1824847 Members
3883 Online
109674 Solutions
New Discussion юеВ

monitor SG with nagios

 
SOLVED
Go to solution
Rick Garland
Honored Contributor

monitor SG with nagios

Hi all:

Working with nagios 2.9 on HPUX 11.23
IA systems.

Configuring nagios to monitor. Question - how to keep tabs on SG. When it fails over then I need to watch the other node.

I have a couple of ideas but I am looking for more. Anybody out there doing so?

Many thanks!

6 REPLIES 6
Robert-Jan Goossens
Honored Contributor
Solution

Re: monitor SG with nagios

Hi,

nagios scripts for hpux

http://tinyurl.com/2oz9hw

the check_heartbeat script in combination with the nagios log file script (check_logfiles) could be a start.

Hope this helps a bit,
Robert-Jan
Ps. I have some other nagios links I will check tomorrow.
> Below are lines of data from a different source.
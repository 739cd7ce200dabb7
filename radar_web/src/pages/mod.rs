// Routed pages

mod intake;
mod not_found;
mod report;

pub use intake::{IntakePage, settle_submission};
pub use not_found::NotFoundPage;
pub use report::ReportPage;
If I find something usefull I will add a message.
Steven E. Protter
Exalted Contributor

Re: monitor SG with nagios

Shalom,

I personally would consider using cmviewcl output to monitor the status of service guard.
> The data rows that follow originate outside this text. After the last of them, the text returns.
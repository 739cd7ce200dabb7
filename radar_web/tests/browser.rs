//! Browser-only checks, run with `wasm-pack test --headless --firefox radar_web`.

#![cfg(target_arch = "wasm32")]

use std::time::Duration;

use chrono::Utc;
use leptos::prelude::*;
use radar_core::error::RadarError;
use radar_core::export::{ExportFile, detail_path};
use radar_core::intake::{Handoff, SubmitState};
use radar_core::reveal::{Reveal, RevealPhase};
use radar_core::store::ReportStore;
use radar_core::{RadarConfig, ReportPayload};
use radar_web::context::AppContext;
use radar_web::pages::settle_submission;
use radar_web::ticker::Ticker;
use radar_web::{App, browser};
use wasm_bindgen_futures::JsFuture;
use wasm_bindgen_test::*;

wasm_bindgen_test_configure!(run_in_browser);

async fn sleep(ms: i32) {
    let promise = js_sys::Promise::new(&mut |resolve, _| {
        web_sys::window()
            .expect("window")
            .set_timeout_with_callback_and_timeout_and_arguments_0(&resolve, ms)
            .expect("setTimeout");
    });
    JsFuture::from(promise).await.expect("timer");
}

fn document() -> web_sys::Document {
    web_sys::window().expect("window").document().expect("document")
}

fn current_path() -> String {
    web_sys::window()
        .expect("window")
        .location()
        .pathname()
        .expect("pathname")
}

fn go_to(path: &str) {
    web_sys::window()
        .expect("window")
        .history()
        .expect("history")
        .push_state_with_url(&wasm_bindgen::JsValue::NULL, "", Some(path))
        .expect("pushState");
}

fn text_of(selector: &str) -> Option<String> {
    document()
        .query_selector(selector)
        .expect("selector")
        .and_then(|el| el.text_content())
}

#[wasm_bindgen_test]
fn session_store_round_trips_payload() {
    let store = browser::session_store("radar_test_report").expect("session storage");
    store.clear().expect("clear");
    assert_eq!(store.load().expect("load"), None);

    let payload = ReportPayload::new("Acme", "Report body\nwith lines", Utc::now()).expect("payload");
    store.save(&payload).expect("save");
    assert_eq!(store.load().expect("load"), Some(payload));
    store.clear().expect("clear");
}

#[wasm_bindgen_test]
fn handoff_prefers_in_memory_payload() {
    let owner = Owner::new();
    owner.with(|| {
        let ctx = AppContext::new(RadarConfig::default());
        let store = ctx.store();
        let payload = ReportPayload::new("Acme", "fresh", Utc::now()).expect("payload");
        store.save(&payload).expect("save");
        assert_eq!(ctx.handoff.get_untracked(), Some(payload.clone()));
        assert_eq!(store.load().expect("load"), Some(payload));
        store.clear().expect("clear");
    });
}

#[wasm_bindgen_test]
async fn download_blob_holds_exact_report() {
    let text = "Line one\r\nLine two\n\tünïcödé ✓\n";
    let file = ExportFile::from_text("Acme", text, "-competitor-report.txt");
    assert_eq!(file.file_name, "Acme-competitor-report.txt");

    let blob = browser::text_blob(&file).expect("blob");
    assert_eq!(blob.type_(), "text/plain");
    assert_eq!(blob.size() as usize, text.len());
    let read = JsFuture::from(blob.text()).await.expect("blob text");
    assert_eq!(read.as_string().as_deref(), Some(text));

    browser::download(&file).expect("download");
}

#[wasm_bindgen_test]
fn page_origin_is_absolute() {
    assert!(browser::page_origin().starts_with("http"));
}

#[wasm_bindgen_test]
async fn ticker_drives_reveal_to_completion_and_stops() {
    let owner = Owner::new();
    let (reveal, ticker) = owner.with(|| {
        let reveal = RwSignal::new(Reveal::new(3));
        reveal.update(|r| {
            r.load("typewriter test text");
        });
        let ticker = Ticker::new();
        ticker
            .start(Duration::from_millis(5), move || {
                reveal
                    .try_update(|r| r.tick())
                    .is_some_and(RevealPhase::wants_ticks)
            })
            .expect("interval");
        (reveal, ticker)
    });

    assert!(ticker.is_running());
    sleep(300).await;

    assert_eq!(reveal.with_untracked(|r| r.phase()), RevealPhase::Complete);
    assert_eq!(
        reveal.with_untracked(|r| r.visible().to_string()),
        "typewriter test text"
    );
    assert!(!ticker.is_running());
}

#[wasm_bindgen_test]
async fn cancelled_ticker_stops_advancing() {
    let owner = Owner::new();
    let (reveal, ticker) = owner.with(|| {
        let reveal = RwSignal::new(Reveal::new(1));
        reveal.update(|r| {
            r.load("x".repeat(10_000));
        });
        let ticker = Ticker::new();
        ticker
            .start(Duration::from_millis(5), move || {
                reveal
                    .try_update(|r| r.tick())
                    .is_some_and(RevealPhase::wants_ticks)
            })
            .expect("interval");
        (reveal, ticker)
    });

    sleep(50).await;
    ticker.cancel();
    ticker.cancel();
    let frozen = reveal.with_untracked(|r| r.shown_chars());
    sleep(50).await;

    assert_eq!(reveal.with_untracked(|r| r.shown_chars()), frozen);
    assert_eq!(reveal.with_untracked(|r| r.phase()), RevealPhase::Revealing);
}

#[wasm_bindgen_test]
async fn unmount_cancels_ticker_through_cleanup() {
    let root = Owner::new();
    let (reveal, page, ticker) = root.with(|| {
        let reveal = RwSignal::new(Reveal::new(1));
        reveal.update(|r| {
            r.load("x".repeat(10_000));
        });
        let page = Owner::new();
        let ticker = page.with(|| {
            let ticker = Ticker::new();
            on_cleanup(move || ticker.cancel());
            ticker
                .start(Duration::from_millis(5), move || {
                    reveal
                        .try_update(|r| r.tick())
                        .is_some_and(RevealPhase::wants_ticks)
                })
                .expect("interval");
            ticker
        });
        (reveal, page, ticker)
    });

    sleep(50).await;
    assert!(ticker.is_running());
    page.cleanup();
    let frozen = reveal.with_untracked(|r| r.shown_chars());
    sleep(50).await;

    assert!(!ticker.is_running());
    assert_eq!(reveal.with_untracked(|r| r.shown_chars()), frozen);
    assert_eq!(reveal.with_untracked(|r| r.phase()), RevealPhase::Revealing);
}

#[wasm_bindgen_test]
fn settled_submission_navigates_only_while_mounted() {
    let payload = ReportPayload::new("Acme", "report", Utc::now()).expect("payload");
    let handoff = Handoff {
        payload,
        path: detail_path("Acme"),
    };

    let page = Owner::new();
    let state = page.with(|| RwSignal::new(SubmitState::Loading));
    assert_eq!(
        settle_submission(state, Ok(handoff.clone())),
        Some("/report/Acme".to_string())
    );
    assert_eq!(state.get_untracked(), SubmitState::Idle);

    state.set(SubmitState::Loading);
    assert_eq!(settle_submission(state, Err(RadarError::Network("offline".into()))), None);
    assert!(state.with_untracked(|s| s.error().is_some()));

    page.cleanup();
    assert_eq!(settle_submission(state, Ok(handoff)), None);
}

#[wasm_bindgen_test]
async fn missing_report_returns_to_form() {
    let config = RadarConfig::default();
    browser::session_store(&config.storage.key)
        .expect("session storage")
        .clear()
        .expect("clear");
    let start = current_path();

    go_to("/report/x");
    let body = document().body().expect("body");
    let app = leptos::mount::mount_to(body, move || view! { <App config=config /> });
    sleep(100).await;

    assert_eq!(current_path(), "/");
    assert!(text_of(".report-text").is_none());
    assert!(text_of(".intake-form").is_some());

    drop(app);
    go_to(&start);
}

#[wasm_bindgen_test]
async fn report_page_is_named_after_route() {
    let config = RadarConfig::default();
    let store = browser::session_store(&config.storage.key).expect("session storage");
    let payload = ReportPayload::new("stored name", "Full report body", Utc::now()).expect("payload");
    store.save(&payload).expect("save");
    let start = current_path();

    let path = detail_path("Procter & Gamble");
    go_to(&path);
    let body = document().body().expect("body");
    let app = leptos::mount::mount_to(body, move || view! { <App config=config /> });
    sleep(300).await;

    assert_eq!(current_path(), path);
    assert_eq!(text_of(".report-title").as_deref(), Some("Procter & Gamble"));
    assert_eq!(text_of(".report-text").as_deref(), Some("Full report body"));

    drop(app);
    store.clear().expect("clear");
    go_to(&start);
}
Whether its up or down can be monitored with a simple grep scrip as well as failovers.

failovers are also noted in the /var/adm/syslog/syslog.log file.
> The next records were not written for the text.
//! Cancellable repeating timer for the typewriter reveal.

use std::time::Duration;

use leptos::prelude::*;
use wasm_bindgen::JsValue;

/// Owns at most one `setInterval` handle.
///
/// `cancel` is idempotent and safe after the owning component is gone, so
/// it can be called from the tick itself, the skip button and `on_cleanup`.
#[derive(Clone, Copy)]
pub struct Ticker {
    handle: StoredValue<Option<IntervalHandle>>,
}

impl Ticker {
    pub fn new() -> Self {
        Self {
            handle: StoredValue::new(None),
        }
    }

    /// Call `on_tick` every `period` until it returns `false` or the ticker
    /// is cancelled. Restarting replaces any running interval.
    pub fn start(self, period: Duration, on_tick: impl Fn() -> bool + 'static) -> Result<(), JsValue> {
        self.cancel();
        let handle = set_interval_with_handle(
            move || {
                if !on_tick() {
                    self.cancel();
                }
            },
            period,
        )?;
        self.handle.set_value(Some(handle));
        Ok(())
    }

    pub fn cancel(self) {
        if let Some(Some(handle)) = self.handle.try_update_value(Option::take) {
            handle.clear();
        }
    }

    pub fn is_running(self) -> bool {
        self.handle.try_with_value(Option::is_some).unwrap_or(false)
    }
}

impl Default for Ticker {
    fn default() -> Self {
        Self::new()
    }
}
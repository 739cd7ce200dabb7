//! App-wide state provided by the root component.

use std::sync::Arc;

use leptos::prelude::*;
use radar_core::error::RadarError;
use radar_core::store::{KeyedReportStore, ReportStore};
use radar_core::{RadarConfig, ReportPayload};
use tracing::warn;

use crate::browser::{self, SessionBackend};

#[derive(Clone)]
pub struct AppContext {
    pub config: Arc<RadarConfig>,
    /// Payload handed from the intake page to the report page.
    pub handoff: RwSignal<Option<ReportPayload>>,
}

impl AppContext {
    pub fn new(config: RadarConfig) -> Self {
        Self {
            config: Arc::new(config),
            handoff: RwSignal::new(None),
        }
    }

    pub fn store(&self) -> HandoffStore {
        let session = match browser::session_store(&self.config.storage.key) {
            Ok(store) => Some(store),
            Err(e) => {
                warn!("session storage unavailable, report will not survive a reload: {}", e);
                None
            }
        };
        HandoffStore {
            slot: self.handoff,
            session,
        }
    }
}

/// Passes the payload in memory and mirrors it into session storage.
///
/// The in-memory slot is authoritative; session storage only matters after a
/// reload, and failing to write it never fails a submission.
pub struct HandoffStore {
    slot: RwSignal<Option<ReportPayload>>,
    session: Option<KeyedReportStore<SessionBackend>>,
}

impl ReportStore for HandoffStore {
    fn save(&self, payload: &ReportPayload) -> Result<(), RadarError> {
        if let Some(session) = &self.session
            && let Err(e) = session.save(payload)
        {
            warn!("could not mirror report into session storage: {}", e);
        }
        self.slot.set(Some(payload.clone()));
        Ok(())
    }

    fn load(&self) -> Result<Option<ReportPayload>, RadarError> {
        if let Some(payload) = self.slot.get_untracked() {
            return Ok(Some(payload));
        }
        match &self.session {
            Some(session) => session.load(),
            None => Ok(None),
        }
    }

    fn clear(&self) -> Result<(), RadarError> {
        self.slot.set(None);
        match &self.session {
            Some(session) => session.clear(),
            None => Ok(()),
        }
    }
}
I'm sure nagios can do it but you may need to write your own nagios monitor script. I'd look at two issues, the serviceguard daemon and the status from cmviewcl.

SEP
back after a week off the net.
Steven E Protter
Owner of ISN Corporation
http://isnamerica.com
http://hpuxconsulting.com
Sponsor: http://hpux.ws
Twitter: http://twitter.com/hpuxlinux
Founder http://newdatacloud.com
Stephen Doud
Honored Contributor

Re: monitor SG with nagios

You can add an entry in the customer_defined_run_cmds section of the script, to email your pager when the package starts, and the hostname that it started on.
Ralph Grothe
Honored Contributor

Re: monitor SG with nagios

Hi Rick,

there are basically two ways how you could monitor the packages' state, either by active or passive checks.
Are you familiar with NRPE (Nagios Remote Plugin Executor), and NSCA (Nagios Service Check Acceptor)?
The first are actively executed by your Nagios server through (usually an inetd spawned) nrpe daemon on a monitored remote host,
while the latter are (compareble to SNMP traps) executed on demand on the monitored host (or a distributed other Nagios server, e.g. to bridge a firewalled LAN) and are sent to the central Nagios server (via send_nsca) to an nsca daemon that (usually inetd spawned) lingers there and pipes the results of passive check commands into the servers command FIFO.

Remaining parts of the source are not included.